19 Responses to Google Blogsearch and Techmeme (Leave a comment)

  1. Atul

    Matt – a question unrelated to this post. Not sure what is the right forum to ask this question. Any reason why official google blogs are not stopping the spam trackbacks e.g. http://googlemobile.blogspot.com/2008/10/google-on-android-search.html has lot of trackbacks from a site called hitvahot.com.

  2. Atul, I mentioned that to the right people. I think the blogsearch team actually helps with trackbacks, and they’ve been swamped getting this change out, but I expect that someone will turn their eye to this pretty soon.

  3. Where’s the RSS for Blogsearch news…?

  4. Atul

    Thanks for the prompt response. Really enjoy your blog posts and twitters.

  5. So finally you people are going to kill techmeme ;)

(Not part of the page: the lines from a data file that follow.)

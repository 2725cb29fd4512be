//! Process statistics read from the operating system.
//!
//! Every function returns `None` when the value is unavailable on the current platform.
use std::time::Duration;

/// Resident set size of the current process, in bytes.
pub fn memory_usage() -> Option<u64> {
    #[cfg(target_os = "linux")]
    {
        // /proc/self/statm: "size resident shared text lib data dt", in pages.
        let statm = std::fs::read_to_string("/proc/self/statm").ok()?;
        let resident: u64 = statm.split_whitespace().nth(1)?.parse().ok()?;
        Some(resident.saturating_mul(page_size()?))
    }

    #[cfg(not(target_os = "linux"))]
    {
        None
    }
}

/// Number of file descriptors currently open in the current process.
pub fn file_descriptor_count() -> Option<u64> {
    #[cfg(target_os = "linux")]
    {
        let entries = std::fs::read_dir("/proc/self/fd").ok()?;
        // The directory handle used for listing is itself one of the entries.
        let count = entries.filter_map(Result::ok).count() as u64;
        Some(count.saturating_sub(1))
    }

    #[cfg(not(target_os = "linux"))]
    {
        None
    }
}

/// Soft limit on the number of file descriptors the current process may open.
pub fn max_open_file_descriptors() -> Option<u64> {
    #[cfg(unix)]
    {
        let mut limit = libc::rlimit { rlim_cur: 0, rlim_max: 0 };
        // SAFETY: `limit` is a valid, writable rlimit.
        let rc = unsafe { libc::getrlimit(libc::RLIMIT_NOFILE, &mut limit) };
        if rc != 0 || limit.rlim_cur == libc::RLIM_INFINITY {
            return None;
        }
        Some(limit.rlim_cur as u64)
    }

    #[cfg(not(unix))]
    {
        None
    }
}

/// CPU time consumed by the whole process.
pub fn process_cpu_time() -> Option<Duration> {
    #[cfg(unix)]
    {
        cpu_clock(libc::CLOCK_PROCESS_CPUTIME_ID)
    }

    #[cfg(not(unix))]
    {
        None
    }
}

/// CPU time consumed by the calling thread.
pub fn thread_cpu_time() -> Option<Duration> {
    #[cfg(unix)]
    {
        cpu_clock(libc::CLOCK_THREAD_CPUTIME_ID)
    }

    #[cfg(not(unix))]
    {
        None
    }
}

#[cfg(unix)]
fn cpu_clock(clock: libc::clockid_t) -> Option<Duration> {
    let mut ts = libc::timespec { tv_sec: 0, tv_nsec: 0 };
    // SAFETY: `ts` is a valid, writable timespec.
    let rc = unsafe { libc::clock_gettime(clock, &mut ts) };
    if rc != 0 {
        return None;
    }

    let secs = u64::try_from(ts.tv_sec).ok()?;
    let nanos = u32::try_from(ts.tv_nsec).ok()?;
    Some(Duration::new(secs, nanos))
}

#[cfg(target_os = "linux")]
fn page_size() -> Option<u64> {
    // SAFETY: sysconf has no memory safety preconditions.
    let size = unsafe { libc::sysconf(libc::_SC_PAGESIZE) };
    u64::try_from(size).ok().filter(|size| *size > 0)
}
//! Application instrumentation built on [`metrics`].
//!
//! This crate measures units of work in a long-running service: web requests and background jobs.
//! It provides:
//!
//! - [`Transaction`]: the metric context of one request or job, bound to the current thread while
//!   it runs, which accumulates values, samples and method call timings and submits them as one
//!   batch when finished
//! - [`CallSite`][instrument::CallSite] and [`Instrumented`][instrument::Instrumented]: call
//!   wrappers that attribute time spent in selected methods to the current transaction
//! - [`BackgroundSampler`]: a jittered periodic sampler on its own thread, with
//!   [`ProcessSampler`] reporting memory, file descriptor, CPU and allocation statistics
//! - [`SliRegistry`]: Apdex and error rate indicators over a fixed set of label combinations
//!
//! Metric handles come from a [`MetricRegistry`] backed by any [`Recorder`][metrics::Recorder].
//! When metrics are disabled, every handle is a null handle, so instrumented code never needs to
//! check.
//!
//! # Usage
//!
//! ```
//! use metrics_instrumentation::{labels, Config, MemorySink, Telemetry};
//!
//! let sink = MemorySink::new();
//! let telemetry = Telemetry::builder()
//!     .with_config(Config::default())
//!     .with_sink(sink.clone())
//!     .build()
//!     .expect("failed to build telemetry");
//!
//! let apdex = telemetry
//!     .sli()
//!     .initialize_apdex("rails_request", &[labels! { "endpoint" => "ProjectsController#show" }])
//!     .expect("failed to initialize SLI");
//!
//! let transaction = telemetry.background_transaction("PostReceive");
//! transaction
//!     .run(|| {
//!         transaction.increment("gitaly_calls", 1);
//!         apdex.increment(&labels! { "endpoint" => "ProjectsController#show" }, true);
//!     })
//!     .expect("transaction already running");
//! transaction.finish().expect("transaction not completed");
//!
//! assert_eq!(sink.samples()[0].series(), "web_transactions");
//! ```
#![deny(missing_docs)]
#![cfg_attr(docsrs, feature(doc_cfg), deny(rustdoc::broken_intra_doc_links))]

#[macro_use]
mod labels;
pub use self::labels::Labels;

pub mod alloc;

mod builder;
pub use self::builder::{BuildError, Telemetry, TelemetryBuilder};

mod config;
pub use self::config::{Config, ConfigError, ProcessRole};

mod delta;
pub use self::delta::Delta;

pub mod instrument;

mod method_call;
pub use self::method_call::MethodCallTimer;

pub mod registry;
pub use self::registry::{FeatureSwitch, GlobalRecorder, MetricKind, MetricRegistry, RegistryError};

mod sample;
pub use self::sample::{MetricSample, SinkRecord};

pub mod sampler;
pub use self::sampler::{BackgroundSampler, ProcessSampler, SampleError, Sampler, SamplerError};

pub mod sink;
pub use self::sink::{MemorySink, NullSink, SampleSink};

pub mod sli;
pub use self::sli::{Sli, SliRegistry};

pub mod system;

pub mod transaction;
pub use self::transaction::{add_event, measure, Transaction, TransactionError};

#[cfg(test)]
mod test_util;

  6. Cool Matt – I’m anxious to start using this, esp. because I’ve felt for some time that TechMeme was far too dependent on a handful of the “usual suspect” blogs that wound up driving far too much of the tech conversation.

    About a year ago at SES you and I were talking about possible ways that TechMeme was surfacing its lists – looks like the Blog team figured out a new way to do that job…

  7. Dave (original)

    Matt, why does Blogsearch return results for non-blog pages?

    Off-topic (Google search quality), but searching Google groups of late often returns SERPS dominated with spammy custom groups with NOTHING but spam scraped from various sites. Not good.

    I have, over the last Year, reported MANY of these spammy custom groups, but they are growing at a fast rate and not 1 SINGLE spammy custom group has been removed.

    It’s now at the point that searching Google Groups is waste of time.

  8. > Techmeme focuses on very reputable blogs.

    How does Blog Search determine which blogs make it as the top headline of a cluster? Is the blog’s weight part of the algorithm here?

  9. Blogsearch needs improve the results and remove non-blogs pages from it’s index .

  10. so why is the lead blog on the story about apples hissy fit over itunes royalties a no name site that i have neaver heard of and not a more imporatnt blog.

    http://blogsearch.google.com/blogsearch/story?hl=en&bcid=1225376790&bc_lang=en

  11. Both very interesting pieces of software. I still keep using my FeedDemon, probably about 30-40 feeds described. But I read only my 5 different theme watches, digging out most valuable posts based on my keywords. I very much like it, works just fine!

    Jaak, http://seoapplied.blogspot.com/

  12. Looks like a FAIL to me.

    Google found only 14 to 17 found posts as of 10/2/2008 about the “Amazon EC2 running Microsoft Windows Server” topic and mine wasn’t one of them, although it appeared on Techmeme. What’s really strange is no entry for Werner Vogels’ “Expanding the Cloud: Microsoft Windows Server on Amazon EC2″ post of 9/30/2008 or Jeff Barr’s “Coming Soon: Amazon EC2 With Windows Amazon Web Services” blog post of 10/1/2008, which are the authoritative posts for the topic.

    For more details, see the end of http://oakleafblog.blogspot.com/2008/10/amazon-adds-sql-server-to-oracle-and.html.

    –rj

    • I’m anxious to start using this, esp. because I’ve felt for some time that TechMeme was far too dependent on a handful of the “usual suspect” blogs that wound up driving far too much of the tech conversation.

  13. someone has already (perhaps non-intentionally) gamed the system… check out the “technology” section and there’s a hot topic of some optical company releasing new eyeglass frames. it looks like all it takes is a high number paid posts in a short time frame and bam! you’re a hot topic.

  14. I searched for google using blogsearch, don’t see the count feature with the SERP. It would have been a great tool, if the count feature was there along with SERP too.

  15. Wow, that’s really cool. I mistook the counts for Digg’s at first but now I’m OK :)

  16. Ars

    I like more techmeme because you can find very interesting blogs without spammers and others internet garbage. On other side blogsearch can be good if you want to find fun sites with lot of spam. So if you want to relax use better blogsearch.

  17. BA

    Be sure to take a look at nobosh.com (no-nonsense) which is a much improved attempt at what Techmeme started.